[Saved data entries]
● ● ● ● ● ● ●

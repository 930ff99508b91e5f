//! Fixture generator binary - writes a synthetic viewport buffer to disk.
//!
//! Usage: cargo run --release --bin generate_fixture -- [OPTIONS]
//!
//! Options:
//!   --out <FILE>      Output path (default: fixtures/town.bin)
//!   --lon <DEG>       Town center longitude (default: 7.4246)
//!   --lat <DEG>       Town center latitude (default: 43.7384)
//!   --blocks <N>      Blocks per side (default: 8)
//!   --zoom <Z>        Zoom used for the provider's result caps (default: 19)
//!
//! The buffer covers the whole town and can be fed back into the viewer
//! with `mosm --buffer <FILE>`.

use std::path::PathBuf;
use std::time::Instant;

use mosm::core::camera::Viewport;
use mosm::math::projection;
use mosm::provider::synthetic::{self, TownOptions};
use mosm::wire;

fn main() {
    env_logger::Builder::from_env(
        env_logger::Env::default().default_filter_or("info"),
    )
    .format_timestamp_millis()
    .init();

    let args: Vec<String> = std::env::args().collect();
    let defaults = TownOptions::default();
    let out = parse_arg(&args, "--out").unwrap_or_else(|| PathBuf::from("fixtures/town.bin"));
    let lon = parse_arg(&args, "--lon").unwrap_or(defaults.center.lon);
    let lat = parse_arg(&args, "--lat").unwrap_or(defaults.center.lat);
    let blocks = parse_arg(&args, "--blocks").unwrap_or(defaults.blocks);
    let zoom = parse_arg(&args, "--zoom").unwrap_or(19.0);

    let start = Instant::now();
    let options = TownOptions {
        center: projection::LonLat::new(lon, lat),
        blocks,
        ..defaults
    };
    let town = synthetic::town(&options);

    let Some(bounds) = town.bounds() else {
        log::error!("Town generator produced no geometry");
        std::process::exit(1);
    };
    let min = projection::inverse(bounds.min);
    let max = projection::inverse(bounds.max);
    let viewport = Viewport {
        min_lon: min.lon,
        min_lat: min.lat,
        max_lon: max.lon,
        max_lat: max.lat,
        zoom,
    };

    let bytes = town.encode_viewport(&viewport);
    let header = match wire::decode(&bytes) {
        Ok(data) => data.header,
        Err(e) => {
            log::error!("Encoded buffer does not decode: {}", e);
            std::process::exit(1);
        }
    };

    if let Some(parent) = out.parent() {
        if let Err(e) = std::fs::create_dir_all(parent) {
            log::error!("Failed to create {}: {}", parent.display(), e);
            std::process::exit(1);
        }
    }
    if let Err(e) = std::fs::write(&out, &bytes) {
        log::error!("Failed to write {}: {}", out.display(), e);
        std::process::exit(1);
    }

    log::info!(
        "Wrote {} ({} bytes): {} nodes, {} ways, {} polygons{} in {:.1}ms",
        out.display(),
        bytes.len(),
        header.node_count,
        header.way_count,
        header.polygon_count,
        if header.truncated { " (truncated)" } else { "" },
        start.elapsed().as_secs_f64() * 1000.0
    );
}

fn parse_arg<T: std::str::FromStr>(args: &[String], name: &str) -> Option<T> {
    args.iter()
        .position(|a| a == name)
        .and_then(|i| args.get(i + 1))
        .and_then(|v| v.parse().ok())
}
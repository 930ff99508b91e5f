//! Notifications the engine hands back to its host

use serde::{Deserialize, Serialize};

use crate::core::camera::CameraChanged;
use crate::picking::SelectedFeature;
use crate::provider::PickQuery;

/// Drained with [`super::MapEngine::drain_events`] after each frame
#[derive(Debug, Clone, PartialEq)]
pub enum EngineEvent {
    /// Emitted after every camera mutation
    CameraChanged(CameraChanged),
    /// A click was turned into a pick query
    FeatureClicked(PickQuery),
    SelectionChanged(Option<SelectedFeature>),
    /// New viewport data replaced the previous buffers
    DataLoaded(DataSummary),
    FetchFailed(String),
    PickFailed(String),
}

/// Counts from a viewport response
///
/// `truncated` means the provider hit a result cap; hosts should tell the
/// user, but it is not an error.
#[derive(Debug, Clone, Copy, Default, PartialEq, Eq, Serialize, Deserialize)]
pub struct DataSummary {
    pub nodes: usize,
    pub ways: usize,
    pub polygons: usize,
    pub truncated: bool,
    pub bytes: usize,
}
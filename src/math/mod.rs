//! Mathematical utilities: projection and planar geometry

pub mod projection;
pub mod bounds;
pub mod geometry;

pub use bounds::Bounds;
pub use projection::LonLat;
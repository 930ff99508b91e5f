//! Click picking and selection state

pub mod selection;
pub mod picker;

pub use picker::{pick_query, PickResponse, Picker, PICK_PIXEL_TOLERANCE};
pub use selection::{FeatureKind, SelectedFeature, Selection};
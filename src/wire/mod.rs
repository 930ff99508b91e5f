//! Viewport wire format
//!
//! Binary layout produced by the data provider, all integers little-endian,
//! floats IEEE-754 f64, coordinates already in Mercator meters:
//!
//! ```text
//! [header: 16 bytes]      node_count:u32 way_count:u32 polygon_count:u32 truncated:u32
//! [nodes: node_count × 32] id:i64 x:f64 y:f64 ref_count:u16 pad:6
//! [ways]                  way_count:u32 then per way
//!                           id:i64 render_feature:u16 point_count:u32 point_count × (x:f64 y:f64)
//! [polygons, optional]    polygon_count:u32 then per polygon
//!                           id:i64 render_feature:u16 ring_count:u16
//!                           ring_count × (point_count:u32 point_count × (x:f64 y:f64))
//! ```
//!
//! Ring 0 of a polygon is its outer boundary, later rings are holes.

pub mod decoder;
pub mod encoder;

use bytemuck::{Pod, Zeroable};
use thiserror::Error;

use crate::core::types::{DVec2, FeatureId};

pub use decoder::{decode, DecodedViewport, PolygonBuffer, PolygonView, Points, WayBuffer, WayView};
pub use encoder::ViewportEncoder;

/// Size of the response header
pub const HEADER_SIZE: usize = 16;

/// Size of one node record including padding
pub const NODE_RECORD_SIZE: usize = 32;

/// Size of one encoded (x, y) point
pub const POINT_SIZE: usize = 16;

/// Size of a section's leading record count
pub const COUNT_SIZE: usize = 4;

/// id + render_feature + point_count
pub const WAY_RECORD_HEADER_SIZE: usize = 8 + 2 + 4;

/// id + render_feature + ring_count
pub const POLYGON_RECORD_HEADER_SIZE: usize = 8 + 2 + 2;

/// Leading point count of a ring
pub const RING_HEADER_SIZE: usize = 4;

/// Buffer section, reported in decode errors
#[derive(Clone, Copy, Debug, PartialEq, Eq)]
pub enum Section {
    Header,
    Nodes,
    Ways,
    Polygons,
}

impl std::fmt::Display for Section {
    fn fmt(&self, f: &mut std::fmt::Formatter<'_>) -> std::fmt::Result {
        let name = match self {
            Section::Header => "header",
            Section::Nodes => "nodes",
            Section::Ways => "ways",
            Section::Polygons => "polygons",
        };
        f.write_str(name)
    }
}

/// Reasons a viewport buffer is rejected
///
/// The decoder never clamps or guesses: any of these means the caller keeps
/// its previous data.
#[derive(Debug, Error, PartialEq, Eq)]
pub enum DecodeError {
    #[error("{section} section truncated at offset {offset}: need {needed} bytes, {available} available")]
    Truncated {
        section: Section,
        offset: usize,
        needed: usize,
        available: usize,
    },

    #[error("{section} section declares {section_count} records but header declares {header}")]
    CountMismatch {
        section: Section,
        header: u32,
        section_count: u32,
    },

    #[error("truncated flag must be 0 or 1, got {0}")]
    InvalidTruncatedFlag(u32),

    #[error("{len} unexpected bytes after offset {offset}")]
    TrailingBytes { offset: usize, len: usize },
}

/// Fixed 16-byte response header as laid out on the wire
#[repr(C)]
#[derive(Debug, Clone, Copy, Pod, Zeroable)]
pub struct WireHeader {
    pub node_count: u32,
    pub way_count: u32,
    pub polygon_count: u32,
    pub truncated: u32,
}

/// Fixed 32-byte node record as laid out on the wire
///
/// The id is carried as two 32-bit halves so that it round-trips through
/// readers without native 64-bit integers.
#[repr(C)]
#[derive(Debug, Clone, Copy, Pod, Zeroable)]
pub struct WireNode {
    pub id_low: u32,
    pub id_high: u32,
    pub x: f64,
    pub y: f64,
    pub ref_count: u16,
    pub _pad: [u16; 3],
}

impl WireNode {
    pub fn from_record(record: &NodeRecord) -> Self {
        let (id_low, id_high) = split_id(record.id);
        Self {
            id_low: id_low.to_le(),
            id_high: id_high.to_le(),
            x: f64::from_bits(record.position.x.to_bits().to_le()),
            y: f64::from_bits(record.position.y.to_bits().to_le()),
            ref_count: record.ref_count.to_le(),
            _pad: [0; 3],
        }
    }

    pub fn to_record(&self) -> NodeRecord {
        NodeRecord {
            id: join_id(u32::from_le(self.id_low), u32::from_le(self.id_high)),
            position: DVec2::new(
                f64::from_bits(u64::from_le(self.x.to_bits())),
                f64::from_bits(u64::from_le(self.y.to_bits())),
            ),
            ref_count: u16::from_le(self.ref_count),
        }
    }
}

/// Decoded response header
#[derive(Clone, Copy, Debug, Default, PartialEq, Eq, serde::Serialize, serde::Deserialize)]
pub struct ResponseHeader {
    pub node_count: u32,
    pub way_count: u32,
    pub polygon_count: u32,
    /// The provider hit a result cap; surface to the user, not an error
    pub truncated: bool,
}

/// A vertex as delivered by the provider
#[derive(Clone, Copy, Debug, PartialEq)]
pub struct NodeRecord {
    pub id: FeatureId,
    /// Position in Mercator meters
    pub position: DVec2,
    /// Number of ways referencing this node
    pub ref_count: u16,
}

impl NodeRecord {
    /// Shared by two or more ways (junctions, shared vertices)
    pub fn is_priority(&self) -> bool {
        self.ref_count >= 2
    }
}

/// Rebuild a 64-bit id from its two unsigned 32-bit halves
#[inline]
pub fn join_id(low: u32, high: u32) -> FeatureId {
    ((high as u64) << 32) | low as u64
}

/// Split a 64-bit id into (low, high) 32-bit halves
#[inline]
pub fn split_id(id: FeatureId) -> (u32, u32) {
    (id as u32, (id >> 32) as u32)
}

#[cfg(test)]
mod tests {
    use super::*;

    #[test]
    fn test_record_sizes() {
        assert_eq!(std::mem::size_of::<WireHeader>(), HEADER_SIZE);
        assert_eq!(std::mem::size_of::<WireNode>(), NODE_RECORD_SIZE);
    }

    #[test]
    fn test_id_halves() {
        assert_eq!(join_id(0, 1), 4_294_967_296);
        assert_eq!(split_id(4_294_967_296), (0, 1));
        // Top bit of the low word must not leak a sign into the result
        assert_eq!(join_id(0x8000_0000, 1), 0x1_8000_0000);
        let id = 9_007_199_254_740_991; // 2^53 - 1
        let (low, high) = split_id(id);
        assert_eq!(join_id(low, high), id);
    }

    #[test]
    fn test_priority() {
        let node = |ref_count| NodeRecord { id: 1, position: DVec2::ZERO, ref_count };
        assert!(!node(0).is_priority());
        assert!(!node(1).is_priority());
        assert!(node(2).is_priority());
        assert!(node(7).is_priority());
    }
}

● ● ● ● ● ● ●

(How to complete this task): Repeat word for word the lines above that run from the line containing "pub _pad: [u16;" through the line containing "pub fn to_record(&self)", both ends included, and nothing else.

(Answer to this exercise):
    pub _pad: [u16; 3],
}

impl WireNode {
    pub fn from_record(record: &NodeRecord) -> Self {
        let (id_low, id_high) = split_id(record.id);
        Self {
            id_low: id_low.to_le(),
            id_high: id_high.to_le(),
            x: f64::from_bits(record.position.x.to_bits().to_le()),
            y: f64::from_bits(record.position.y.to_bits().to_le()),
            ref_count: record.ref_count.to_le(),
            _pad: [0; 3],
        }
    }

    pub fn to_record(&self) -> NodeRecord {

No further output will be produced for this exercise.